# Canidae has it's own manufacturing plant!



## lovemydogsalways (Mar 4, 2012)

Canidae Pet Foods Announces New Company-Owned Pet Food Plant in Texas


> Canidae Natural Pet Food Company announced today the unveiling of its new pet food manufacturing facility named Ethos Pet Nutrition located in Brownwood, Texas.
> In March 2011, the company purchased an existing extrusion plant and, according to their Director of Operations Frank Hon, has spent the last year, "...completely re-building the facility to be the most modern natural pet food plant of its kind."
> The pet food plant will feature the latest advancements in modern production and laboratory equipment. Led by Canidae co-founder Scott Whipple and a talented team of pet food professionals, Ethos Pet Nutrition will be running final production tests next month.
> The Texas plant will feature an onsite quality and safety laboratory and an advanced automated extrusion system all designed to produce the most nutritious natural pet foods possible, with a focus on safety protocols and regulatory compliance.
> ...


----------



## DaViking (Sep 27, 2011)

I am confused now. Is Canidae a brand under the Diamond umbrella or not? I think I asked that question some time ago and someone answered they are. Maybe not so much? What's correct here? Are they part of the Diamond group or not? Did they just temporarily manufacture their products at Diamond plants?


----------



## lovemydogsalways (Mar 4, 2012)

DaViking said:


> I am confused now. Is Canidae a brand under the Diamond umbrella or not? I think I asked that question some time ago and someone answered they are. Maybe not so much? What's correct here? Are they part of the Diamond group or not? Did they just temporarily manufacture their products at Diamond plants?

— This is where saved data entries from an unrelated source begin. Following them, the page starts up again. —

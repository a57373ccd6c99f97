use dioxus::prelude::*;

/// Visual variant for buttons.
#[derive(Debug, Clone, Copy, PartialEq, Default)]
pub enum ButtonVariant {
    #[default]
    Primary,
    Secondary,
    Ghost,
}

impl ButtonVariant {
    fn class(&self) -> &'static str {
        match self {
            ButtonVariant::Primary => "primary",
            ButtonVariant::Secondary => "secondary",
            ButtonVariant::Ghost => "ghost",
        }
    }
}

/// Size preset for buttons.
#[derive(Debug, Clone, Copy, PartialEq, Default)]
pub enum ButtonSize {
    #[default]
    Default,
    /// Call-to-action size used for the main search button.
    Large,
    /// Round, square-sized button holding a single glyph.
    Icon,
}

impl ButtonSize {
    fn class(&self) -> &'static str {
        match self {
            ButtonSize::Default => "default",
            ButtonSize::Large => "large",
            ButtonSize::Icon => "icon",
        }
    }
}

/// A themed button.
///
/// `pressed` renders `aria-pressed`, turning the button into one half of a
/// segmented toggle.
#[derive(Props, Clone, PartialEq)]
pub struct ButtonProps {
    #[props(default)]
    pub variant: ButtonVariant,
    #[props(default)]
    pub size: ButtonSize,
    #[props(default)]
    pub pressed: Option<bool>,
    #[props(default)]
    pub onclick: Option<EventHandler<MouseEvent>>,
    #[props(extends = GlobalAttributes)]
    pub attributes: Vec<Attribute>,
    pub children: Element,
}

#[component]
pub fn Button(props: ButtonProps) -> Element {
    let base = vec![
        Attribute::new("class", "button", None, false),
        Attribute::new("data-style", props.variant.class(), None, false),
        Attribute::new("data-size", props.size.class(), None, false),
    ];
    let merged = dioxus_primitives::merge_attributes(vec![base, props.attributes]);

    rsx! {
        document::Link { rel: "stylesheet", href: asset!("./style.css") }
        button {
            r#type: "button",
            "aria-pressed": props.pressed.map(|p| p.to_string()),
            onclick: move |evt| {
                if let Some(handler) = &props.onclick {
                    handler.call(evt);
                }
            },
            ..merged,
            {props.children}
        }
    }
}

#[cfg(test)]
mod tests {
    use super::*;

    #[test]
    fn pressed_renders_aria_pressed() {
        let html = dioxus_ssr::render_element(rsx! {
            Button { pressed: true, "With return" }
        });
        assert!(html.contains(r#"aria-pressed="true""#));
        assert!(html.contains(r#"data-style="primary""#));
    }

    #[test]
    fn plain_button_has_no_aria_pressed() {
        let html = dioxus_ssr::render_element(rsx! {
            Button { variant: ButtonVariant::Ghost, size: ButtonSize::Large, "See Prices" }
        });
        assert!(!html.contains("aria-pressed"));
        assert!(html.contains(r#"data-size="large""#));
        assert!(html.contains("See Prices"));
    }
}
use dioxus::prelude::*;

#[component]
pub fn Hero(headline: String, tagline: String, image_url: String) -> Element {
    rsx! {
        header {
            class: "hero",
            style: "background-image: url({image_url});",
            div { class: "hero-overlay" }
            div { class: "hero-content",
                h1 { class: "hero-headline", "{headline}" }
                p { class: "hero-tagline", "{tagline}" }
            }
        }
    }
}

Their food was being produced by Diamond. I am guessing they have gotten sick of Diamond issues over the past and decided to take the plunge and buy their own plant.


----------



## Jacksons Mom (Jun 13, 2010)

Wow... this is good news. So in a couple of months, Canidae may be a better option (IMO) for people to use. They have some formulas now that I think are decent but because of past issues, I've always just written them off.


----------



## Makovach (Jan 24, 2012)

That is nice to know!

I wrote canidae off when they switched their formula. It make my dogs very sick and it was not a widely known change. They say it was for the better, but I dont see how taking out meat and adding in more grains is better. 

I've been curious of their pure elements. I was going to give it a go before deciding to switch to raw.


----------



## PDXdogmom (Jun 30, 2010)

I believe Canidae used Diamond as a contracted co-packer to produce their food. These contracts can differ on issues like if Canidae purchased their own ingredients or used Diamond's sourced ingredients; or if Canidae ever had anyone on site to check on quality control, etc. Diamond co-packs for a large number of companies. It's good to see that Canidae is going to go their own way.


----------



## Jordan S. (Feb 2, 2010)

Good on them  




Makovach said:


> That is nice to know!
> 
> I wrote canidae off when they switched their formula. It make my dogs very sick and it was not a widely known change. They say it was for the better, but I dont see how taking out meat and adding in more grains is better.
> 
> I've been curious of their pure elements. I was going to give it a go before deciding to switch to raw.


I'm think they just began using different types of grain, rather than just rice. I don't think the overall grain content increased.


----------



## kevin bradley (Aug 9, 2009)

PDX pretty much has it spot on...

Except I'd adjust the term to CoManufacturer. They do more than just co-pack the product. Diamond is very much the food producer for Canidae. Now, I am guessing that Canidae has representitives that frequent the Diamond Facility as well as dictating the formula and ingredient sourcing. 

I like the move to their own facility, personally. Just too much smoke around Diamond as a company. I think they have gotten too big for their own good.


----------